There are four corners to fix, each can have any of the four corners in its place. Each piece may also be at one of three twisted positions.
As I write, I have found a set of eight transformations which preserve everything except the corners in question. They take sixteen moves per transformation. I am not trying to optimize to find shortcuts, just a solution from the point I have got to manually, using the strategy of finding these near-neutral transformations in long sequences.
The corner piece position is represented by position in the matrix, whereas the angle is represented by a complex number: 0 for correct position e^2i.pi/3 for one third rotation, and e^4i.pi/3 . This is all half remembered maths from school.

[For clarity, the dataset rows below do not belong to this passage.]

//! Binary encoding/decoding of engine protocol frames.
//!
//! Framing model:
//!
//! ```text
//! [0..2]  : length (u16 LE) = 1 + payload length
//! [2]     : msg_type
//! [3..]   : payload (length - 1 bytes)
//! ```
//!
//! Lifecycle-relevant CTOS payloads:
//!
//! ```text
//! PLAYER_INFO (0x10):
//!   [0..40]  name, 20 UTF-16LE units, NUL-terminated
//!
//! JOIN_GAME (0x12):
//!   [0..2]   version (u16 LE)
//!   [2..4]   padding
//!   [4..8]   game id (u32 LE)
//!   [8..48]  password, 20 UTF-16LE units, NUL-terminated
//!
//! HS_KICK (0x24):
//!   [0]      slot
//!
//! LEAVE_GAME, HS_TODUELIST, HS_TOOBSERVER, HS_READY, HS_NOTREADY,
//! HS_START:
//!   [no payload]
//! ```
//!
//! STOC `ERROR_MSG` (0x02), the only frame the relay originates:
//!
//! ```text
//!   [0]      msg (1 = join error)
//!   [1..4]   padding
//!   [4..8]   code (u32 LE)
//! ```
//!
//! `decode_frame` handles **one frame per call** and reports how many bytes
//! it consumed; [`FrameDecoder`] reassembles frames from arbitrary stream
//! chunks.

use std::fmt;

use crate::wire_types::{
    CtosType, StocType, ERRMSG_JOINERROR, JOIN_GAME_HEADER_LEN, LENGTH_PREFIX_LEN,
    MAX_FRAME_BODY_LEN, NAME_BYTES, NAME_LEN,
};

/// Errors that can arise when encoding/decoding a frame.
#[derive(Debug, PartialEq, Eq)]
pub enum ProtocolError {
    /// Buffer too short for the expected fields.
    Truncated,
    /// Length prefix of zero: no room for a type byte.
    EmptyFrame,
    /// Payload does not fit the `u16` length prefix.
    FrameTooLarge(usize),
    /// Message type is not a known CTOS/STOC type.
    UnknownMessageType(u8),
    /// A UTF-16 text field is malformed.
    InvalidText(&'static str),
}

impl fmt::Display for ProtocolError {
    fn fmt(&self, f: &mut fmt::Formatter<'_>) -> fmt::Result {
        match self {
            ProtocolError::Truncated => write!(f, "Buffer truncated"),
            ProtocolError::EmptyFrame => write!(f, "Frame has no message type"),
            ProtocolError::FrameTooLarge(len) => {
                write!(f, "Frame body of {} bytes exceeds {}", len, MAX_FRAME_BODY_LEN)
            }
            ProtocolError::UnknownMessageType(t) => write!(f, "Unknown message type: {:#04x}", t),
            ProtocolError::InvalidText(field) => write!(f, "Invalid text field: {}", field),
        }
    }
}

impl std::error::Error for ProtocolError {}

/// One raw frame: type byte plus payload, without the length prefix.
#[derive(Debug, Clone, PartialEq, Eq)]
pub struct Frame {
    pub msg_type: u8,
    pub payload: Vec<u8>,
}

impl Frame {
    pub fn new(msg_type: u8, payload: impl Into<Vec<u8>>) -> Self {
        Frame {
            msg_type,
            payload: payload.into(),
        }
    }

    /// Lifecycle-relevant CTOS type, if this is one.
    pub fn ctos_type(&self) -> Option<CtosType> {
        CtosType::from_u8(self.msg_type)
    }
}

// ============================================================================
// FRAMES
// ============================================================================

/// Decode the frame at the start of `buf`.
///
/// Returns the frame and the number of bytes consumed. `Truncated` means
/// the buffer does not yet hold the whole frame.
pub fn decode_frame(buf: &[u8]) -> Result<(Frame, usize), ProtocolError> {
    if buf.len() < LENGTH_PREFIX_LEN {
        return Err(ProtocolError::Truncated);
    }

    let body_len = read_u16_le(&buf[0..2]) as usize;
    if body_len == 0 {
        return Err(ProtocolError::EmptyFrame);
    }

    let total = LENGTH_PREFIX_LEN + body_len;
    if buf.len() < total {
        return Err(ProtocolError::Truncated);
    }

    let frame = Frame {
        msg_type: buf[LENGTH_PREFIX_LEN],
        payload: buf[LENGTH_PREFIX_LEN + 1..total].to_vec(),
    };
    Ok((frame, total))
}

/// Encode a frame with its length prefix, appending to `out`.
pub fn encode_frame(frame: &Frame, out: &mut Vec<u8>) -> Result<(), ProtocolError> {
    let body_len = 1 + frame.payload.len();
    if body_len > MAX_FRAME_BODY_LEN {
        return Err(ProtocolError::FrameTooLarge(body_len));
    }

    out.reserve(LENGTH_PREFIX_LEN + body_len);
    out.extend_from_slice(&(body_len as u16).to_le_bytes());
    out.push(frame.msg_type);
    out.extend_from_slice(&frame.payload);
    Ok(())
}

// ============================================================================
// CTOS: client → server
// ============================================================================

/// Typed view of the CTOS frames the relay understands.
#[derive(Debug, Clone, PartialEq, Eq)]
pub enum CtosMessage {
    PlayerInfo {
        name: String,
    },
    JoinGame {
        version: u16,
        game_id: u32,
        password: String,
    },
    LeaveGame,
    ToDuelist,
    ToObserver,
    Ready,
    NotReady,
    Kick {
        slot: u8,
    },
    Start,
}

/// Decode a lifecycle CTOS frame.
pub fn decode_ctos(frame: &Frame) -> Result<CtosMessage, ProtocolError> {
    let ctos = frame
        .ctos_type()
        .ok_or(ProtocolError::UnknownMessageType(frame.msg_type))?;
    let buf = frame.payload.as_slice();

    match ctos {
        CtosType::PlayerInfo => Ok(CtosMessage::PlayerInfo {
            name: read_utf16_field(buf, "name")?,
        }),
        CtosType::JoinGame => decode_join_game(buf),
        CtosType::LeaveGame => Ok(CtosMessage::LeaveGame),
        CtosType::ToDuelist => Ok(CtosMessage::ToDuelist),
        CtosType::ToObserver => Ok(CtosMessage::ToObserver),
        CtosType::Ready => Ok(CtosMessage::Ready),
        CtosType::NotReady => Ok(CtosMessage::NotReady),
        CtosType::Kick => {
            let slot = *buf.first().ok_or(ProtocolError::Truncated)?;
            Ok(CtosMessage::Kick { slot })
        }
        CtosType::Start => Ok(CtosMessage::Start),
    }
}

/// Encode a CTOS message as a full frame (length prefix included).
pub fn encode_ctos(msg: &CtosMessage, out: &mut Vec<u8>) -> Result<(), ProtocolError> {
    let (ctos, payload) = match msg {
        CtosMessage::PlayerInfo { name } => {
            let mut payload = Vec::with_capacity(NAME_BYTES);
            write_utf16_field(name, &mut payload);
            (CtosType::PlayerInfo, payload)
        }
        CtosMessage::JoinGame {
            version,
            game_id,
            password,
        } => {
            let mut payload = Vec::with_capacity(JOIN_GAME_HEADER_LEN + NAME_BYTES);
            payload.extend_from_slice(&version.to_le_bytes());
            payload.extend_from_slice(&[0, 0]);
            payload.extend_from_slice(&game_id.to_le_bytes());
            write_utf16_field(password, &mut payload);
            (CtosType::JoinGame, payload)
        }
        CtosMessage::LeaveGame => (CtosType::LeaveGame, Vec::new()),
        CtosMessage::ToDuelist => (CtosType::ToDuelist, Vec::new()),
        CtosMessage::ToObserver => (CtosType::ToObserver, Vec::new()),
        CtosMessage::Ready => (CtosType::Ready, Vec::new()),
        CtosMessage::NotReady => (CtosType::NotReady, Vec::new()),
        CtosMessage::Kick { slot } => (CtosType::Kick, vec![*slot]),
        CtosMessage::Start => (CtosType::Start, Vec::new()),
    };

    encode_frame(&Frame::new(ctos as u8, payload), out)
}

fn decode_join_game(buf: &[u8]) -> Result<CtosMessage, ProtocolError> {
    if buf.len() < JOIN_GAME_HEADER_LEN {
        return Err(ProtocolError::Truncated);
    }

    let version = read_u16_le(&buf[0..2]);
    let game_id = read_u32_le(&buf[4..8]);
    let password = read_utf16_field(&buf[JOIN_GAME_HEADER_LEN..], "password")?;

    Ok(CtosMessage::JoinGame {
        version,
        game_id,
        password,
    })
}

// ============================================================================
// STOC: server → client
// ============================================================================

/// Encode a STOC `ERROR_MSG` join refusal with the given code.
pub fn encode_join_refusal(code: u32, out: &mut Vec<u8>) -> Result<(), ProtocolError> {
    let mut payload = Vec::with_capacity(8);
    payload.push(ERRMSG_JOINERROR);
    payload.extend_from_slice(&[0, 0, 0]);
    payload.extend_from_slice(&code.to_le_bytes());
    encode_frame(&Frame::new(StocType::ErrorMsg as u8, payload), out)
}

/// Decode a STOC `ERROR_MSG` join refusal, returning its code.
pub fn decode_join_refusal(frame: &Frame) -> Result<u32, ProtocolError> {
    if StocType::from_u8(frame.msg_type) != Some(StocType::ErrorMsg) {
        return Err(ProtocolError::UnknownMessageType(frame.msg_type));
    }
    let buf = frame.payload.as_slice();
    if buf.len() < 8 {
        return Err(ProtocolError::Truncated);
    }
    if buf[0] != ERRMSG_JOINERROR {
        return Err(ProtocolError::UnknownMessageType(buf[0]));
    }
    Ok(read_u32_le(&buf[4..8]))
}

// -----------------------------------------------------------------------------
// Stream reassembly
// -----------------------------------------------------------------------------

/// Reassembles frames from a byte stream whose reads may split or
/// coalesce frames.
#[derive(Debug, Default)]
pub struct FrameDecoder {
    buf: Vec<u8>,
}

impl FrameDecoder {
    pub fn new() -> Self {
        Self::default()
    }

    /// Feed a chunk and return every frame it completes, in order.
    ///
    /// Zero-length frames carry no type byte and are dropped.
    pub fn push(&mut self, chunk: &[u8]) -> Vec<Frame> {
        self.buf.extend_from_slice(chunk);

        let mut frames = Vec::new();
        let mut offset = 0;
        loop {
            match decode_frame(&self.buf[offset..]) {
                Ok((frame, used)) => {
                    frames.push(frame);
                    offset += used;
                }
                Err(ProtocolError::EmptyFrame) => offset += LENGTH_PREFIX_LEN,
                Err(_) => break,
            }
        }

        self.buf.drain(..offset);
        frames
    }

    /// Bytes held back waiting for the rest of a frame.
    pub fn buffered(&self) -> usize {
        self.buf.len()
    }
}

// -----------------------------------------------------------------------------
// Helpers
// -----------------------------------------------------------------------------

fn read_u16_le(bytes: &[u8]) -> u16 {
    u16::from_le_bytes([bytes[0], bytes[1]])
}

fn read_u32_le(bytes: &[u8]) -> u32 {
    u32::from_le_bytes([bytes[0], bytes[1], bytes[2], bytes[3]])
}

/// Read a NUL-terminated UTF-16LE field of at most [`NAME_LEN`] units.
///
/// Clients are not strict about the field width, so a short buffer is
/// accepted as long as it holds whole code units.
fn read_utf16_field(buf: &[u8], field: &'static str) -> Result<String, ProtocolError> {
    let limit = buf.len().min(NAME_BYTES);
    let units: Vec<u16> = buf[..limit]
        .chunks_exact(2)
        .map(|pair| u16::from_le_bytes([pair[0], pair[1]]))
        .take_while(|&unit| unit != 0)
        .collect();

    String::from_utf16(&units).map_err(|_| ProtocolError::InvalidText(field))
}

/// Write `text` as a fixed-width UTF-16LE field, truncated to leave room
/// for the terminating NUL.
fn write_utf16_field(text: &str, out: &mut Vec<u8>) {
    let mut written = 0;
    for unit in text.encode_utf16().take(NAME_LEN - 1) {
        out.extend_from_slice(&unit.to_le_bytes());
        written += 1;
    }
    for _ in written..NAME_LEN {
        out.extend_from_slice(&[0, 0]);
    }
}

index corner is the one that doesn't change when T1 is applied (currently red-white-blue). Sequence is anti-clockwise when facing the four corners to be fixed.
Goal position (S0) is
0
0
0
0
Transformation matrix for the first of the eight transforms is
0 0 0 0
0 0 0 t
0 t 0 0
0 0 t 0
where t = e^2i.pi/3
The eight transformations are derived by cycling row-wise, and vertically mirroring each of the four. This means starting on a different corner of the cube when begging the sequence, and doing the sequence either left or right handed.
Start position, (currently!) is
1, (correct position, correct orientation)
4, correctly oriented (the second position contains the piece that should be in the fourth position)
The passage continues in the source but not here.